Fachada do Banco Master no Itaim Bibi, na Zona Sul de São Paulo, no dia 19 de novembro de 2025
Rovena Rosa/Agência Brasil
Respostas sobre investimentos no Banco Master
Em seu site, o IPREM de Santa Rita do Oeste (SP) informa que “os investimentos realizados pela Autarquia no Banco Master seguiram critérios técnicos e foram embasados por relatórios apresentados por consultorias especializadas”.
O Instituto de Previdência Social do Município do Paulista (PreviPaulista) diz em nota publicado em seu site que a compra de letras financeiras do Banco Master “foi realizada na gestão anterior, do ex-Prefeito Yves Ribeiro, em fevereiro de 2024, sob responsabilidade do ex-diretor Luiz Augusto da Silva Junior. As auditorias iniciais apontam que o investimento foi realizado à revelia da governança interna, contrariando parecer da consultoria de investimentos contratada à época e sem a devida aprovação do Comitê de Investimentos”.
Ainda segundo o PreviPaulista, “diante da gravidade dos fatos, a gestão do Prefeito Ramos, sob a diretora-presidente Giovanna Cordeiro, realizou a contratação de escritório de advocacia especializado para adotar todas as medidas judiciais e extrajudiciais cabíveis. O objetivo é responsabilizar os envolvidos e buscar a recuperação dos valores. Paralelamente, foi ativado um plano de contingenciamento para mitigar quaisquer danos ao patrimônio do Instituto e melhorias no processo interno de investimentos”.
Sobre o investimento no Master, o Maceió Previdência disse em nota que “à época das aplicações o Banco Master estava plenamente habilitado no Banco Central e no Ministério da Previdência, e contava com grau de investimento atribuído por renomada agência de risco, o que atestava sua solidez financeira. Além disso, os investimentos foram realizados de acordo com as regras e aprovados pelo Conselho de Administração”.
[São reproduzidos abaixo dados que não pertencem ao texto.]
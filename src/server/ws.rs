use std::sync::Arc;

use axum::extract::ws::{Message, WebSocket, WebSocketUpgrade};
use axum::extract::{Path, State};
use axum::response::Response;
use futures_util::stream::SplitSink;
use futures_util::{SinkExt, StreamExt};

use crate::playback::commands::{ControlCommand, SocketCommand};
use crate::playback::events::Subscription;
use crate::playback::state::StateStore;
use crate::types::SessionId;

use super::{ApiError, AppState, ErrorPayload};

pub(super) async fn session_ws_handler(
    ws: WebSocketUpgrade,
    State(state): State<AppState>,
    Path(session_id): Path<String>,
) -> Result<Response, ApiError> {
    let session_id = SessionId::parse(&session_id)?;
    upgrade(ws, state.store, session_id).await
}

pub(super) async fn default_ws_handler(
    ws: WebSocketUpgrade,
    State(state): State<AppState>,
) -> Result<Response, ApiError> {
    upgrade(ws, state.store, state.default_session).await
}

// Subscribing before the upgrade lets an unknown session fail with a 404.
async fn upgrade(
    ws: WebSocketUpgrade,
    store: Arc<StateStore>,
    session_id: SessionId,
) -> Result<Response, ApiError> {
    let subscription = store.subscribe(&session_id).await?;
    Ok(ws.on_upgrade(move |socket| handle_socket(socket, store, subscription)))
}

async fn handle_socket(socket: WebSocket, store: Arc<StateStore>, mut subscription: Subscription) {
    let session_id = subscription.session_id().clone();
    log::info!("WS: client connected to session '{}'", session_id);
    let (mut ws_sender, mut ws_receiver) = socket.split();

    loop {
        tokio::select! {
            update = subscription.recv() => {
                let Some(state) = update else {
                    log::info!("WS: session '{}' ended, closing socket", session_id);
                    let _ = ws_sender.send(Message::Close(None)).await;
                    break;
                };
                if let Err(e) = send_json(&mut ws_sender, &state).await {
                    log::warn!("WS: write to client of session '{}' failed: {}", session_id, e);
                    break;
                }
            }
            inbound = ws_receiver.next() => {
                let text = match inbound {
                    Some(Ok(Message::Text(text))) => text.as_str().to_owned(),
                    Some(Ok(Message::Binary(data))) => match String::from_utf8(data.to_vec()) {
                        Ok(text) => text,
                        Err(_) => {
                            log::debug!("WS: ignoring non-UTF-8 binary frame");
                            continue;
                        }
                    },
                    Some(Ok(Message::Close(_))) | None => {
                        log::debug!("WS: close received for session '{}'", session_id);
                        break;
                    }
                    // Ping/pong are answered by the protocol layer.
                    Some(Ok(Message::Ping(_) | Message::Pong(_))) => continue,
                    Some(Err(e)) => {
                        log::warn!(
                            "WS: read from client of session '{}' failed: {}",
                            session_id,
                            e
                        );
                        break;
                    }
                };
                // Successful commands reach this client through its subscription.
                if let Err(message) = apply_inbound(&store, &session_id, &text).await {
                    let payload = ErrorPayload { error: message };
                    if let Err(e) = send_json(&mut ws_sender, &payload).await {
                        log::warn!("WS: write to client of session '{}' failed: {}", session_id, e);
                        break;
                    }
                }
            }
        }
    }

    subscription.unsubscribe();
    log::info!("WS: client disconnected from session '{}'", session_id);
}

async fn apply_inbound(
    store: &StateStore,
    session_id: &SessionId,
    text: &str,
) -> Result<(), String> {
    let message: SocketCommand =
        serde_json::from_str(text).map_err(|e| format!("Invalid message: {}", e))?;
    let command = ControlCommand::try_from(message)?;
    store.apply(session_id, command).await?;
    Ok(())
}

async fn send_json<T: serde::Serialize>(
    sender: &mut SplitSink<WebSocket, Message>,
    payload: &T,
) -> Result<(), axum::Error> {
    let json = serde_json::to_string(payload).map_err(axum::Error::new)?;
    sender.send(Message::Text(json.into())).await
}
Sobre o aporte no Master, a Prefeitura de Araras e o Araprev (Serviço de Previdência Social do Município de Araras) disseram em nota que “estão sendo tomadas medidas cabíveis para resguardar os interesses dos aposentados e pensionistas do serviço público municipal, com relação à informação de que o Banco Central do Brasil decretou a liquidação extrajudicial do Banco Master”.
Acerca da compra de quase R$ 1 bilhão em letras financeiras do Master, a nota mais recente do Rioprevidência diz: “A 2ª Vara da Fazenda Pública do Tribunal de Justiça do Rio de Janeiro concedeu, nesta quinta-feira (4), uma importante vitória ao RioPrevidência ao autorizar a retenção e a segregação de valores relacionados aos empréstimos consignados administrados pelo Banco Master e pela PKL One. A medida visa a evitar o perecimento de um crédito previdenciário estimado em R$ 970 milhões, aplicado pela autarquia em Letras Financeiras emitidas pelo banco, atualmente em liquidação extrajudicial”.
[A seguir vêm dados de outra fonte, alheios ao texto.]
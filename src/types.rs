use serde::Serialize;

use crate::config::{DEFAULT_VOLUME, MAX_SESSION_ID_LEN};
use crate::errors::PlaybackError;

// --- State Definitions ---

/// Authoritative playback record of one session.
///
/// `0 <= current_time <= duration` and `0 <= volume <= 1` hold for every value
/// produced by the command processor, and `current_time == duration` implies
/// `!is_playing`.
#[derive(Serialize, Clone, Debug, PartialEq)]
#[serde(rename_all = "camelCase")]
pub struct PlaybackState {
    pub is_playing: bool,
    pub volume: f64,
    pub is_muted: bool,
    pub current_time: f64,
    pub duration: f64,
}

impl PlaybackState {
    pub fn new(duration: f64) -> Result<Self, PlaybackError> {
        if !duration.is_finite() || duration < 0.0 {
            return Err(PlaybackError::InvalidArgument(format!(
                "duration must be a finite, non-negative number of seconds (got {})",
                duration
            )));
        }
        Ok(PlaybackState {
            is_playing: false,
            volume: DEFAULT_VOLUME,
            is_muted: false,
            current_time: 0.0,
            duration,
        })
    }

    pub fn is_at_end(&self) -> bool {
        self.current_time >= self.duration
    }
}

// --- Session Identity ---

/// Built only through [`SessionId::parse`] or [`SessionId::generate`].
#[derive(Serialize, Clone, Debug, PartialEq, Eq, Hash, PartialOrd, Ord)]
#[serde(transparent)]
pub struct SessionId(String);

impl SessionId {
    pub fn parse(raw: &str) -> Result<Self, PlaybackError> {
        let valid_chars = raw
            .chars()
            .all(|c| c.is_ascii_alphanumeric() || c == '-' || c == '_');
        if raw.is_empty() || raw.len() > MAX_SESSION_ID_LEN || !valid_chars {
            return Err(PlaybackError::InvalidArgument(format!(
                "invalid session id '{}': expected 1-{} characters of [A-Za-z0-9_-]",
                raw, MAX_SESSION_ID_LEN
            )));
        }
        Ok(SessionId(raw.to_string()))
    }

    pub fn generate() -> Self {
        SessionId(uuid::Uuid::new_v4().to_string())
    }

    pub fn as_str(&self) -> &str {
        &self.0
    }
}

impl std::fmt::Display for SessionId {
    fn fmt(&self, f: &mut std::fmt::Formatter<'_>) -> std::fmt::Result {
        f.write_str(&self.0)
    }
}

#[derive(Serialize, Clone, Debug, PartialEq)]
#[serde(rename_all = "camelCase")]
pub struct SessionSummary {
    pub session_id: SessionId,
    pub state: PlaybackState,
}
Na época da liquidação do Master, o Amazonprev disse em nota que o investimento realizado no Banco Master “não oferece quaisquer riscos ou interfere no pagamento de aposentados e pensionistas do estado do Amazonas”.
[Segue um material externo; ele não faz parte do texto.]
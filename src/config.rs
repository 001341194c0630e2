use std::net::SocketAddr;
use std::time::Duration;

use clap::Parser;

use crate::errors::ConfigError;
use crate::types::SessionId;

// --- Playback Defaults ---
pub const DEFAULT_DURATION_SECS: f64 = 180.0;
pub const DEFAULT_VOLUME: f64 = 0.7;

// --- Ticker Constants ---
// Wall-clock period between ticks; each tick advances current_time by TICK_STEP_SECS.
pub const TICK_INTERVAL: Duration = Duration::from_secs(1);
pub const TICK_STEP_SECS: f64 = 1.0;

// --- Channel Sizes ---
pub const SESSION_COMMAND_CHAN_SIZE: usize = 32;
/// Per-subscriber queue. Past this backlog a subscriber only keeps the latest state.
pub const SUBSCRIBER_CHAN_SIZE: usize = 64;

// --- Sessions ---
pub const MAX_SESSION_ID_LEN: usize = 128;

// --- Server Defaults ---
pub const DEFAULT_HOST: &str = "0.0.0.0";
pub const DEFAULT_PORT: u16 = 8080;
pub const DEFAULT_SESSION_ID: &str = "default";

#[derive(Parser, Debug, Clone)]
#[command(name = "playsync")]
#[command(about = "Shared playback-state synchronization service", long_about = None)]
pub struct ServerArgs {
    /// Interface to bind
    #[arg(long, env = "HOST", default_value = DEFAULT_HOST)]
    pub host: String,

    /// Port to listen on
    #[arg(short, long, env = "PORT", default_value_t = DEFAULT_PORT)]
    pub port: u16,

    /// Session served by the unscoped /api/state, /api/control and /ws routes
    #[arg(long, env = "DEFAULT_SESSION", default_value = DEFAULT_SESSION_ID)]
    pub default_session: String,

    /// Duration in seconds for sessions created without one
    #[arg(long, env = "DEFAULT_DURATION", default_value_t = DEFAULT_DURATION_SECS)]
    pub default_duration: f64,
}

/// Validated runtime configuration.
#[derive(Debug, Clone)]
pub struct ServerConfig {
    pub listen_addr: SocketAddr,
    pub default_session: SessionId,
    pub default_duration: f64,
}

impl ServerConfig {
    pub fn from_args(args: ServerArgs) -> Result<Self, ConfigError> {
        let addr = format!("{}:{}", args.host, args.port);
        let listen_addr = addr
            .parse()
            .map_err(|source| ConfigError::InvalidListenAddress { addr, source })?;
        let default_session = SessionId::parse(&args.default_session)
            .map_err(ConfigError::InvalidDefaultSession)?;
        if !args.default_duration.is_finite() || args.default_duration < 0.0 {
            return Err(ConfigError::InvalidDefaultDuration(args.default_duration));
        }
        Ok(ServerConfig {
            listen_addr,
            default_session,
            default_duration: args.default_duration,
        })
    }
}

#[cfg(test)]
mod tests {
    use super::*;

    fn args(extra: &[&str]) -> ServerArgs {
        let mut argv = vec!["playsync"];
        argv.extend_from_slice(extra);
        ServerArgs::try_parse_from(argv).unwrap()
    }

    #[test]
    fn parses_explicit_flags() {
        let config = ServerConfig::from_args(args(&[
            "--host",
            "127.0.0.1",
            "--port",
            "9000",
            "--default-session",
            "kitchen",
            "--default-duration",
            "240",
        ]))
        .unwrap();
        assert_eq!(config.listen_addr, "127.0.0.1:9000".parse().unwrap());
        assert_eq!(config.default_session.as_str(), "kitchen");
        assert_eq!(config.default_duration, 240.0);
    }

    #[test]
    fn rejects_unparseable_host() {
        let err = ServerConfig::from_args(args(&["--host", "not a host"])).unwrap_err();
        assert!(matches!(err, ConfigError::InvalidListenAddress { .. }));
    }

    #[test]
    fn rejects_invalid_default_session() {
        let parsed = args(&["--host", "127.0.0.1", "--default-session", "a b"]);
        let err = ServerConfig::from_args(parsed).unwrap_err();
        assert!(matches!(err, ConfigError::InvalidDefaultSession(_)));
    }

    #[test]
    fn rejects_negative_default_duration() {
        let err = ServerConfig::from_args(args(&["--host", "127.0.0.1", "--default-duration=-5"]))
            .unwrap_err();
        assert!(matches!(err, ConfigError::InvalidDefaultDuration(_)));
    }
}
O fundo de pensão Amprev (Amapá Previdência) disse em nota que a “2ª Vara de Fazenda Pública de Macapá reconheceu a gravidade da situação e autorizou que o Estado do Amapá e a Amprev retenham os valores dos empréstimos consignados que seriam repassados ao Banco Master. Esses recursos ficarão provisionados em conta específica no Banco do Brasil, sob fiscalização do Judiciário, até o julgamento final do processo”.